Starting with the line containing "Summarizer::new(&self.writer, &self.reader, self.clock())" and going on through the line containing "self.reader.close().await;", return the lines of the data below exactly, and only those.
***** DATA PROVIDED *****
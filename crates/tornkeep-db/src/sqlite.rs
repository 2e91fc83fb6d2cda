//! `SQLite` connection pools and the [`Store`] handle.
//!
//! One database file is opened through two pools:
//!
//! - a **writer** pool, one connection by default, through which every
//!   mutating statement flows. In-process writers serialize on it; other
//!   processes are held off by `SQLite` file locking with a bounded
//!   `busy_timeout`.
//! - a **reader** pool opened `read_only`, used by the Query Gateway, health
//!   metrics and history reads. In WAL mode readers never block the writer.
//!
//! Queries are built at runtime (not compile-time checked) so the crate
//! builds without a live database. Values are always bound, never
//! interpolated.

use std::path::{Path, PathBuf};
use std::sync::Arc;
use std::time::Duration;

use chrono::{DateTime, Utc};
use sqlx::{Sqlite, SqlitePool, Transaction};
use sqlx::sqlite::{SqliteConnectOptions, SqliteJournalMode, SqlitePoolOptions, SqliteSynchronous};

use crate::clock::{Clock, SystemClock};
use crate::error::DbError;
use crate::history::HistoryRecorder;
use crate::pruner::Pruner;
use crate::query::{QueryConfig, QueryGateway};
use crate::schema::SchemaManager;
use crate::state_store::StateStore;
use crate::summarizer::Summarizer;

/// Default number of reader connections.
const DEFAULT_MAX_READERS: u32 = 8;

/// Default time a connection waits on a locked database.
const DEFAULT_BUSY_TIMEOUT_MS: u64 = 5_000;

/// Default time a caller waits for a pooled connection.
const DEFAULT_ACQUIRE_TIMEOUT_MS: u64 = 5_000;

/// Page cache size in KiB (negative means KiB to `SQLite`).
const CACHE_SIZE: &str = "-64000";

/// Configuration for opening the store.
#[derive(Debug, Clone)]
pub struct StoreConfig {
    /// Path of the database file. Created if missing.
    pub path: PathBuf,
    /// Maximum connections in the read-only pool.
    pub max_readers: u32,
    /// How long a statement waits on a lock held by another connection.
    pub busy_timeout: Duration,
    /// How long a caller waits for a free pooled connection.
    pub acquire_timeout: Duration,
}

impl StoreConfig {
    /// Configuration for `path` with default pool settings.
    pub fn new(path: impl Into<PathBuf>) -> Self {
        Self {
            path: path.into(),
            max_readers: DEFAULT_MAX_READERS,
            busy_timeout: Duration::from_millis(DEFAULT_BUSY_TIMEOUT_MS),
            acquire_timeout: Duration::from_millis(DEFAULT_ACQUIRE_TIMEOUT_MS),
        }
    }

    /// Set the reader pool size.
    #[must_use]
    pub const fn with_max_readers(mut self, max: u32) -> Self {
        self.max_readers = max;
        self
    }

    /// Set the lock wait timeout.
    #[must_use]
    pub const fn with_busy_timeout(mut self, timeout: Duration) -> Self {
        self.busy_timeout = timeout;
        self
    }

    /// Set the pool acquire timeout.
    #[must_use]
    pub const fn with_acquire_timeout(mut self, timeout: Duration) -> Self {
        self.acquire_timeout = timeout;
        self
    }

    fn base_options(&self) -> SqliteConnectOptions {
        SqliteConnectOptions::new()
            .filename(&self.path)
            .foreign_keys(true)
            .busy_timeout(self.busy_timeout)
            .pragma("cache_size", CACHE_SIZE)
            .pragma("temp_store", "MEMORY")
    }
}

/// Handle to an open store.
///
/// Cheap to clone; clones share both pools and the clock. Component views
/// ([`StateStore`], [`HistoryRecorder`], ...) borrow from it.
#[derive(Debug, Clone)]
pub struct Store {
    writer: SqlitePool,
    reader: SqlitePool,
    clock: Arc<dyn Clock>,
    path: PathBuf,
}

impl Store {
    /// Open (creating if needed) the database file and connect both pools.
    ///
    /// Does not migrate; call [`SchemaManager::migrate_latest`] before
    /// serving traffic.
    ///
    /// # Errors
    ///
    /// Returns [`DbError::Io`] if the parent directory cannot be created and
    /// [`DbError::Sqlite`] if either pool fails to connect.
    pub async fn open(config: &StoreConfig) -> Result<Self, DbError> {
        if let Some(parent) = config.path.parent() {
            if !parent.as_os_str().is_empty() {
                tokio::fs::create_dir_all(parent).await?;
            }
        }

        let writer_options = config
            .base_options()
            .create_if_missing(true)
            .journal_mode(SqliteJournalMode::Wal)
            .synchronous(SqliteSynchronous::Normal);
        let writer = SqlitePoolOptions::new()
            .max_connections(1)
            .acquire_timeout(config.acquire_timeout)
            .connect_with(writer_options)
            .await?;

        // The writer has already switched the file to WAL; readers inherit it.
        let reader_options = config.base_options().read_only(true);
        let reader = SqlitePoolOptions::new()
            .max_connections(config.max_readers.max(1))
            .acquire_timeout(config.acquire_timeout)
            .connect_with(reader_options)
            .await?;

        tracing::info!(
            path = %config.path.display(),
            max_readers = config.max_readers,
            "Opened SQLite store"
        );

        Ok(Self {
            writer,
            reader,
            clock: Arc::new(SystemClock),
            path: config.path.clone(),
        })
    }

    /// Replace the clock. Affects every component view created afterwards.
    #[must_use]
    pub fn with_clock(mut self, clock: Arc<dyn Clock>) -> Self {
        self.clock = clock;
        self
    }

    /// The single-connection pool all writes go through.
    pub const fn writer(&self) -> &SqlitePool {
        &self.writer
    }

    /// The read-only pool.
    pub const fn reader(&self) -> &SqlitePool {
        &self.reader
    }

    /// The clock timestamps are taken from.
    pub fn clock(&self) -> &dyn Clock {
        self.clock.as_ref()
    }

    /// Path of the database file.
    pub fn path(&self) -> &Path {
        &self.path
    }

    /// Schema Manager over the shipped migrations.
    pub fn schema(&self) -> SchemaManager<'_> {
        SchemaManager::new(&self.writer, self.clock())
    }

    /// State Store view.
    pub fn state(&self) -> StateStore<'_> {
        StateStore::new(&self.writer, &self.reader, self.clock())
    }

    /// History Recorder view.
    pub fn history(&self) -> HistoryRecorder<'_> {
        HistoryRecorder::new(&self.writer, &self.reader, self.clock())
    }

    /// Summarizer view.
    pub fn summarizer(&self) -> Summarizer<'_> {
        Summarizer::new(&self.writer, &self.reader, self.clock())
    }

    /// Retention Pruner view.
    pub fn pruner(&self) -> Pruner<'_> {
        Pruner::new(&self.writer, self.clock())
    }

    /// Query Gateway view over the read-only pool.
    pub fn gateway<'a>(&'a self, config: &'a QueryConfig) -> QueryGateway<'a> {
        QueryGateway::new(&self.reader, config)
    }

    /// Close both pools gracefully.
    pub async fn close(&self) {
        self.reader.close().await;
        self.writer.close().await;
        tracing::info!("SQLite store closed");
    }
}

/// Start a write transaction holding the database write lock from its
/// first statement.
///
/// A deferred transaction that reads and then writes cannot wait out a
/// writer from another process; `BEGIN IMMEDIATE` waits up to
/// `busy_timeout` for the lock instead.
pub(crate) async fn begin_write(
    pool: &SqlitePool,
) -> Result<Transaction<'static, Sqlite>, sqlx::Error> {
    pool.begin_with("BEGIN IMMEDIATE").await
}

/// Convert stored unix seconds into a UTC timestamp.
pub(crate) fn from_unix(secs: i64) -> DateTime<Utc> {
    DateTime::from_timestamp(secs, 0).unwrap_or_default()
}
*****
SOLUTION FOR THIS TASK:
        Summarizer::new(&self.writer, &self.reader, self.clock())
    }

    /// Retention Pruner view.
    pub fn pruner(&self) -> Pruner<'_> {
        Pruner::new(&self.writer, self.clock())
    }

    /// Query Gateway view over the read-only pool.
    pub fn gateway<'a>(&'a self, config: &'a QueryConfig) -> QueryGateway<'a> {
        QueryGateway::new(&self.reader, config)
    }

    /// Close both pools gracefully.
    pub async fn close(&self) {
        self.reader.close().await;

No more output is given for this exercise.